(Recorded data)
□ □ □ □

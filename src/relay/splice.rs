//! Bidirectional splicer
//!
//! Copies bytes between two connected streams, in both directions, until one
//! side reaches EOF, an I/O error occurs, or neither side produces data for
//! the idle timeout.

use crate::error::RelayError;
use crate::helper::DEFAULT_TRANSFER_BUFFER_SIZE;
use std::io;
use std::time::Duration;
use tokio::io::{AsyncRead, AsyncReadExt, AsyncWrite, AsyncWriteExt};

/// One of the two spliced streams
#[derive(Debug, Clone, Copy, PartialEq, Eq)]
pub enum Side {
    /// First stream passed to [`splice`]
    A,
    /// Second stream passed to [`splice`]
    B,
}

/// Why a splice ended without error
#[derive(Debug, Clone, Copy, PartialEq, Eq)]
pub enum CloseReason {
    /// The given side reached end of stream
    Eof(Side),
    /// No data in either direction for the idle timeout
    IdleTimeout,
}

/// Summary of a finished splice
#[derive(Debug, Clone, Copy, PartialEq, Eq)]
pub struct SpliceReport {
    /// Bytes copied from A to B
    pub a_to_b: u64,
    /// Bytes copied from B to A
    pub b_to_a: u64,
    /// Termination condition
    pub reason: CloseReason,
}

/// Relay data between `a` and `b` until termination
///
/// Waits for whichever stream becomes readable first, and writes what was
/// read verbatim to the other one. Writes are awaited in full, so a slow
/// reader throttles the opposite producer through the socket buffers. A write
/// that makes no progress for the idle timeout ends the splice like an idle
/// read does.
///
/// The streams are not shut down here; the caller owns and closes both.
pub async fn splice<A, B>(
    a: &mut A,
    b: &mut B,
    idle_timeout: Duration,
) -> Result<SpliceReport, RelayError>
where
    A: AsyncRead + AsyncWrite + Unpin + ?Sized,
    B: AsyncRead + AsyncWrite + Unpin + ?Sized,
{
    let mut buf_a = vec![0u8; DEFAULT_TRANSFER_BUFFER_SIZE];
    let mut buf_b = vec![0u8; DEFAULT_TRANSFER_BUFFER_SIZE];
    let mut a_to_b = 0u64;
    let mut b_to_a = 0u64;

    let finish = |reason, a_to_b, b_to_a| SpliceReport {
        a_to_b,
        b_to_a,
        reason,
    };

    loop {
        let ready = tokio::time::timeout(
            idle_timeout,
            read_either(&mut *a, &mut *b, &mut buf_a, &mut buf_b),
        )
        .await;

        let (side, result) = match ready {
            Ok(ready) => ready,
            Err(_) => return Ok(finish(CloseReason::IdleTimeout, a_to_b, b_to_a)),
        };

        let n = result.map_err(RelayError::RelayIo)?;
        if n == 0 {
            return Ok(finish(CloseReason::Eof(side), a_to_b, b_to_a));
        }

        // A peer that stops reading stalls the write; that counts as idle too
        let written = match side {
            Side::A => {
                tokio::time::timeout(idle_timeout, write_chunk(&mut *b, &buf_a[..n])).await
            }
            Side::B => {
                tokio::time::timeout(idle_timeout, write_chunk(&mut *a, &buf_b[..n])).await
            }
        };
        match written {
            Ok(result) => result?,
            Err(_) => return Ok(finish(CloseReason::IdleTimeout, a_to_b, b_to_a)),
        }

        match side {
            Side::A => a_to_b += n as u64,
            Side::B => b_to_a += n as u64,
        }
    }
}

/// Read from whichever stream has data first
async fn read_either<A, B>(
    a: &mut A,
    b: &mut B,
    buf_a: &mut [u8],
    buf_b: &mut [u8],
) -> (Side, io::Result<usize>)
where
    A: AsyncRead + Unpin + ?Sized,
    B: AsyncRead + Unpin + ?Sized,
{
    tokio::select! {
        result = a.read(buf_a) => (Side::A, result),
        result = b.read(buf_b) => (Side::B, result),
    }
}

async fn write_chunk<W>(stream: &mut W, chunk: &[u8]) -> Result<(), RelayError>
where
    W: AsyncWrite + Unpin + ?Sized,
{
    stream.write_all(chunk).await.map_err(RelayError::RelayIo)?;
    stream.flush().await.map_err(RelayError::RelayIo)
}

□ □ □ □

Problem details ->
Above are the records; retype every one exactly.

Solution to the problem ->
filename src/relay/splice.rs
//! Bidirectional splicer
//!
//! Copies bytes between two connected streams, in both directions, until one
//! side reaches EOF, an I/O error occurs, or neither side produces data for
//! the idle timeout.

use crate::error::RelayError;
use crate::helper::DEFAULT_TRANSFER_BUFFER_SIZE;
use std::io;
use std::time::Duration;
use tokio::io::{AsyncRead, AsyncReadExt, AsyncWrite, AsyncWriteExt};

/// One of the two spliced streams
#[derive(Debug, Clone, Copy, PartialEq, Eq)]
pub enum Side {
    /// First stream passed to [`splice`]
    A,
    /// Second stream passed to [`splice`]
    B,
}

/// Why a splice ended without error
#[derive(Debug, Clone, Copy, PartialEq, Eq)]
pub enum CloseReason {
    /// The given side reached end of stream
    Eof(Side),
    /// No data in either direction for the idle timeout
    IdleTimeout,
}

/// Summary of a finished splice
#[derive(Debug, Clone, Copy, PartialEq, Eq)]
pub struct SpliceReport {
    /// Bytes copied from A to B
    pub a_to_b: u64,
    /// Bytes copied from B to A
    pub b_to_a: u64,
    /// Termination condition
    pub reason: CloseReason,
}

/// Relay data between `a` and `b` until termination
///
/// Waits for whichever stream becomes readable first, and writes what was
/// read verbatim to the other one. Writes are awaited in full, so a slow
/// reader throttles the opposite producer through the socket buffers. A write
/// that makes no progress for the idle timeout ends the splice like an idle
/// read does.
///
/// The streams are not shut down here; the caller owns and closes both.
pub async fn splice<A, B>(
    a: &mut A,
    b: &mut B,
    idle_timeout: Duration,
) -> Result<SpliceReport, RelayError>
where
    A: AsyncRead + AsyncWrite + Unpin + ?Sized,
    B: AsyncRead + AsyncWrite + Unpin + ?Sized,
{
    let mut buf_a = vec![0u8; DEFAULT_TRANSFER_BUFFER_SIZE];
    let mut buf_b = vec![0u8; DEFAULT_TRANSFER_BUFFER_SIZE];
    let mut a_to_b = 0u64;
    let mut b_to_a = 0u64;

    let finish = |reason, a_to_b, b_to_a| SpliceReport {
        a_to_b,
        b_to_a,
        reason,
    };

    loop {
        let ready = tokio::time::timeout(
            idle_timeout,
            read_either(&mut *a, &mut *b, &mut buf_a, &mut buf_b),
        )
        .await;

        let (side, result) = match ready {
            Ok(ready) => ready,
            Err(_) => return Ok(finish(CloseReason::IdleTimeout, a_to_b, b_to_a)),
        };

        let n = result.map_err(RelayError::RelayIo)?;
        if n == 0 {
            return Ok(finish(CloseReason::Eof(side), a_to_b, b_to_a));
        }

        // A peer that stops reading stalls the write; that counts as idle too
        let written = match side {
            Side::A => {
                tokio::time::timeout(idle_timeout, write_chunk(&mut *b, &buf_a[..n])).await
            }
            Side::B => {
                tokio::time::timeout(idle_timeout, write_chunk(&mut *a, &buf_b[..n])).await
            }
        };
        match written {
            Ok(result) => result?,
            Err(_) => return Ok(finish(CloseReason::IdleTimeout, a_to_b, b_to_a)),
        }

        match side {
            Side::A => a_to_b += n as u64,
            Side::B => b_to_a += n as u64,
        }
    }
}

/// Read from whichever stream has data first
async fn read_either<A, B>(
    a: &mut A,
    b: &mut B,
    buf_a: &mut [u8],
    buf_b: &mut [u8],
) -> (Side, io::Result<usize>)
where
    A: AsyncRead + Unpin + ?Sized,
    B: AsyncRead + Unpin + ?Sized,
{
    tokio::select! {
        result = a.read(buf_a) => (Side::A, result),
        result = b.read(buf_b) => (Side::B, result),
    }
}

async fn write_chunk<W>(stream: &mut W, chunk: &[u8]) -> Result<(), RelayError>
where
    W: AsyncWrite + Unpin + ?Sized,
{
    stream.write_all(chunk).await.map_err(RelayError::RelayIo)?;
    stream.flush().await.map_err(RelayError::RelayIo)
}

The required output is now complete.